» EXERCISE REQUIREMENTS
Would you retype every entry that follows without altering a word?

» DATA FOR THE TASK
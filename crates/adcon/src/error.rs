//! CLI error types with miette diagnostics.
//!
//! Maps `CoreError` and `ConfigError` variants into user-facing errors
//! with actionable help text.

use miette::Diagnostic;
use thiserror::Error;

use adcon_config::ConfigError;
use adcon_core::CoreError;

/// Exit codes for process termination.
pub mod exit_code {
    pub const SUCCESS: i32 = 0;
    pub const GENERAL: i32 = 1;
    pub const USAGE: i32 = 2;
    pub const AUTH: i32 = 3;
    pub const NOT_FOUND: i32 = 4;
    pub const STREAM: i32 = 6;
    pub const CONNECTION: i32 = 7;
    pub const TIMEOUT: i32 = 8;
}

#[derive(Debug, Error, Diagnostic)]
pub enum CliError {
    // ── Connection ───────────────────────────────────────────────────

    #[error("Could not connect to console at {url}")]
    #[diagnostic(
        code(adcon::connection_failed),
        help(
            "Check that the console backend is running and accessible.\n\
             URL: {url}"
        )
    )]
    ConnectionFailed {
        url: String,
        #[source]
        source: Box<dyn std::error::Error + Send + Sync>,
    },

    // ── Authentication ───────────────────────────────────────────────

    #[error("Authentication failed: {message}")]
    #[diagnostic(
        code(adcon::auth_failed),
        help(
            "Verify your directory credentials.\n\
             Run: adcon config set-password --profile {profile}"
        )
    )]
    AuthFailed { profile: String, message: String },

    #[error("Session expired")]
    #[diagnostic(code(adcon::session_expired), help("Run the command again to re-authenticate."))]
    SessionExpired,

    #[error("No password configured for profile '{profile}'")]
    #[diagnostic(
        code(adcon::no_credentials),
        help(
            "Configure credentials with: adcon config init\n\
             Or set the ADCON_PASSWORD environment variable."
        )
    )]
    NoCredentials { profile: String },

    // ── Resources ────────────────────────────────────────────────────

    #[error("{resource_type} '{identifier}' not found")]
    #[diagnostic(code(adcon::not_found))]
    NotFound {
        resource_type: String,
        identifier: String,
    },

    // ── Stream ───────────────────────────────────────────────────────

    #[error("Computer stream failed: {message}")]
    #[diagnostic(
        code(adcon::stream_failed),
        help("Partial results were discarded. Run the command again to retry.")
    )]
    StreamFailed { message: String },

    // ── API ──────────────────────────────────────────────────────────

    #[error("Console API error (HTTP {status}): {message}")]
    #[diagnostic(code(adcon::api_error))]
    ApiError { status: u16, message: String },

    // ── Validation ───────────────────────────────────────────────────

    #[error("Invalid value for {field}: {reason}")]
    #[diagnostic(code(adcon::validation))]
    Validation { field: String, reason: String },

    // ── Configuration ────────────────────────────────────────────────

    #[error("Profile '{name}' not found in configuration")]
    #[diagnostic(
        code(adcon::profile_not_found),
        help(
            "Available profiles: {available}\n\
             Create one with: adcon config init"
        )
    )]
    ProfileNotFound { name: String, available: String },

    #[error("Configuration file not found")]
    #[diagnostic(
        code(adcon::no_config),
        help(
            "Create one with: adcon config init\n\
             Expected at: {path}"
        )
    )]
    NoConfig { path: String },

    #[error(transparent)]
    #[diagnostic(code(adcon::config))]
    Config(Box<figment::Error>),

    // ── Timeout ──────────────────────────────────────────────────────

    #[error("Request timed out after {seconds}s")]
    #[diagnostic(
        code(adcon::timeout),
        help("Increase the timeout with --timeout or check console responsiveness.")
    )]
    Timeout { seconds: u64 },

    // ── IO / Serialization ───────────────────────────────────────────

    #[error(transparent)]
    Io(#[from] std::io::Error),

    #[error("Invalid JSON payload: {0}")]
    #[diagnostic(code(adcon::json))]
    Json(#[from] serde_json::Error),

    #[error("Invalid YAML payload: {0}")]
    #[diagnostic(code(adcon::yaml))]
    Yaml(#[from] serde_yaml::Error),
}

impl CliError {
    /// Map this error to an exit code for process termination.
    pub fn exit_code(&self) -> i32 {
        match self {
            Self::ConnectionFailed { .. } => exit_code::CONNECTION,
            Self::AuthFailed { .. } | Self::SessionExpired | Self::NoCredentials { .. } => {
                exit_code::AUTH
            }
            Self::NotFound { .. } => exit_code::NOT_FOUND,
            Self::StreamFailed { .. } => exit_code::STREAM,
            Self::Timeout { .. } => exit_code::TIMEOUT,
            Self::Validation { .. } => exit_code::USAGE,
            _ => exit_code::GENERAL,
        }
    }
}

// ── CoreError → CliError mapping ─────────────────────────────────────

impl From<CoreError> for CliError {
    fn from(err: CoreError) -> Self {
        match err {
            CoreError::ConnectionFailed { url, reason } => Self::ConnectionFailed {
                url,
                source: reason.into(),
            },

            CoreError::AuthenticationFailed { message } => Self::AuthFailed {
                profile: "current".into(),
                message,
            },

            CoreError::SessionExpired => Self::SessionExpired,

            CoreError::StreamFailed { message } => Self::StreamFailed { message },

            CoreError::Timeout { timeout_secs } => Self::Timeout {
                seconds: timeout_secs,
            },

            CoreError::NotFound {
                entity_type,
                identifier,
            } => Self::NotFound {
                resource_type: entity_type,
                identifier,
            },

            CoreError::Api { message, status } => Self::ApiError { status, message },

            CoreError::InvalidData { message } => Self::ApiError {
                status: 0,
                message,
            },

            CoreError::Config { message } => Self::Validation {
                field: "config".into(),
                reason: message,
            },
        }
    }
}

// ── ConfigError → CliError mapping ───────────────────────────────────

impl From<ConfigError> for CliError {
    fn from(err: ConfigError) -> Self {
        match err {
            ConfigError::Validation { field, reason } => Self::Validation { field, reason },

            ConfigError::UnknownProfile { profile } => Self::ProfileNotFound {
                name: profile,
                available: "(none)".into(),
            },

            ConfigError::NoCredentials { profile } => Self::NoCredentials { profile },

            ConfigError::Figment(e) => Self::Config(e),

            ConfigError::Serialization(e) => Self::Validation {
                field: "config".into(),
                reason: e.to_string(),
            },

            ConfigError::Keyring(e) => Self::Validation {
                field: "keyring".into(),
                reason: e.to_string(),
            },

            ConfigError::Io(e) => Self::Io(e),
        }
    }
}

» FINISHED EXERCISE
filename crates/adcon/src/error.rs
//! CLI error types with miette diagnostics.
//!
//! Maps `CoreError` and `ConfigError` variants into user-facing errors
//! with actionable help text.

use miette::Diagnostic;
use thiserror::Error;

use adcon_config::ConfigError;
use adcon_core::CoreError;

/// Exit codes for process termination.
pub mod exit_code {
    pub const SUCCESS: i32 = 0;
    pub const GENERAL: i32 = 1;
    pub const USAGE: i32 = 2;
    pub const AUTH: i32 = 3;
    pub const NOT_FOUND: i32 = 4;
    pub const STREAM: i32 = 6;
    pub const CONNECTION: i32 = 7;
    pub const TIMEOUT: i32 = 8;
}

#[derive(Debug, Error, Diagnostic)]
pub enum CliError {
    // ── Connection ───────────────────────────────────────────────────

    #[error("Could not connect to console at {url}")]
    #[diagnostic(
        code(adcon::connection_failed),
        help(
            "Check that the console backend is running and accessible.\n\
             URL: {url}"
        )
    )]
    ConnectionFailed {
        url: String,
        #[source]
        source: Box<dyn std::error::Error + Send + Sync>,
    },

    // ── Authentication ───────────────────────────────────────────────

    #[error("Authentication failed: {message}")]
    #[diagnostic(
        code(adcon::auth_failed),
        help(
            "Verify your directory credentials.\n\
             Run: adcon config set-password --profile {profile}"
        )
    )]
    AuthFailed { profile: String, message: String },

    #[error("Session expired")]
    #[diagnostic(code(adcon::session_expired), help("Run the command again to re-authenticate."))]
    SessionExpired,

    #[error("No password configured for profile '{profile}'")]
    #[diagnostic(
        code(adcon::no_credentials),
        help(
            "Configure credentials with: adcon config init\n\
             Or set the ADCON_PASSWORD environment variable."
        )
    )]
    NoCredentials { profile: String },

    // ── Resources ────────────────────────────────────────────────────

    #[error("{resource_type} '{identifier}' not found")]
    #[diagnostic(code(adcon::not_found))]
    NotFound {
        resource_type: String,
        identifier: String,
    },

    // ── Stream ───────────────────────────────────────────────────────

    #[error("Computer stream failed: {message}")]
    #[diagnostic(
        code(adcon::stream_failed),
        help("Partial results were discarded. Run the command again to retry.")
    )]
    StreamFailed { message: String },

    // ── API ──────────────────────────────────────────────────────────

    #[error("Console API error (HTTP {status}): {message}")]
    #[diagnostic(code(adcon::api_error))]
    ApiError { status: u16, message: String },

    // ── Validation ───────────────────────────────────────────────────

    #[error("Invalid value for {field}: {reason}")]
    #[diagnostic(code(adcon::validation))]
    Validation { field: String, reason: String },

    // ── Configuration ────────────────────────────────────────────────

    #[error("Profile '{name}' not found in configuration")]
    #[diagnostic(
        code(adcon::profile_not_found),
        help(
            "Available profiles: {available}\n\
             Create one with: adcon config init"
        )
    )]
    ProfileNotFound { name: String, available: String },

    #[error("Configuration file not found")]
    #[diagnostic(
        code(adcon::no_config),
        help(
            "Create one with: adcon config init\n\
             Expected at: {path}"
        )
    )]
    NoConfig { path: String },

    #[error(transparent)]
    #[diagnostic(code(adcon::config))]
    Config(Box<figment::Error>),

    // ── Timeout ──────────────────────────────────────────────────────

    #[error("Request timed out after {seconds}s")]
    #[diagnostic(
        code(adcon::timeout),
        help("Increase the timeout with --timeout or check console responsiveness.")
    )]
    Timeout { seconds: u64 },

    // ── IO / Serialization ───────────────────────────────────────────

    #[error(transparent)]
    Io(#[from] std::io::Error),

    #[error("Invalid JSON payload: {0}")]
    #[diagnostic(code(adcon::json))]
    Json(#[from] serde_json::Error),

    #[error("Invalid YAML payload: {0}")]
    #[diagnostic(code(adcon::yaml))]
    Yaml(#[from] serde_yaml::Error),
}

impl CliError {
    /// Map this error to an exit code for process termination.
    pub fn exit_code(&self) -> i32 {
        match self {
            Self::ConnectionFailed { .. } => exit_code::CONNECTION,
            Self::AuthFailed { .. } | Self::SessionExpired | Self::NoCredentials { .. } => {
                exit_code::AUTH
            }
            Self::NotFound { .. } => exit_code::NOT_FOUND,
            Self::StreamFailed { .. } => exit_code::STREAM,
            Self::Timeout { .. } => exit_code::TIMEOUT,
            Self::Validation { .. } => exit_code::USAGE,
            _ => exit_code::GENERAL,
        }
    }
}

// ── CoreError → CliError mapping ─────────────────────────────────────

impl From<CoreError> for CliError {
    fn from(err: CoreError) -> Self {
        match err {
            CoreError::ConnectionFailed { url, reason } => Self::ConnectionFailed {
                url,
                source: reason.into(),
            },

            CoreError::AuthenticationFailed { message } => Self::AuthFailed {
                profile: "current".into(),
                message,
            },

            CoreError::SessionExpired => Self::SessionExpired,

            CoreError::StreamFailed { message } => Self::StreamFailed { message },

            CoreError::Timeout { timeout_secs } => Self::Timeout {
                seconds: timeout_secs,
            },

            CoreError::NotFound {
                entity_type,
                identifier,
            } => Self::NotFound {
                resource_type: entity_type,
                identifier,
            },

            CoreError::Api { message, status } => Self::ApiError { status, message },

            CoreError::InvalidData { message } => Self::ApiError {
                status: 0,
                message,
            },

            CoreError::Config { message } => Self::Validation {
                field: "config".into(),
                reason: message,
            },
        }
    }
}

// ── ConfigError → CliError mapping ───────────────────────────────────

impl From<ConfigError> for CliError {
    fn from(err: ConfigError) -> Self {
        match err {
            ConfigError::Validation { field, reason } => Self::Validation { field, reason },

            ConfigError::UnknownProfile { profile } => Self::ProfileNotFound {
                name: profile,
                available: "(none)".into(),
            },

            ConfigError::NoCredentials { profile } => Self::NoCredentials { profile },

            ConfigError::Figment(e) => Self::Config(e),

            ConfigError::Serialization(e) => Self::Validation {
                field: "config".into(),
                reason: e.to_string(),
            },

            ConfigError::Keyring(e) => Self::Validation {
                field: "keyring".into(),
                reason: e.to_string(),
            },

            ConfigError::Io(e) => Self::Io(e),
        }
    }
}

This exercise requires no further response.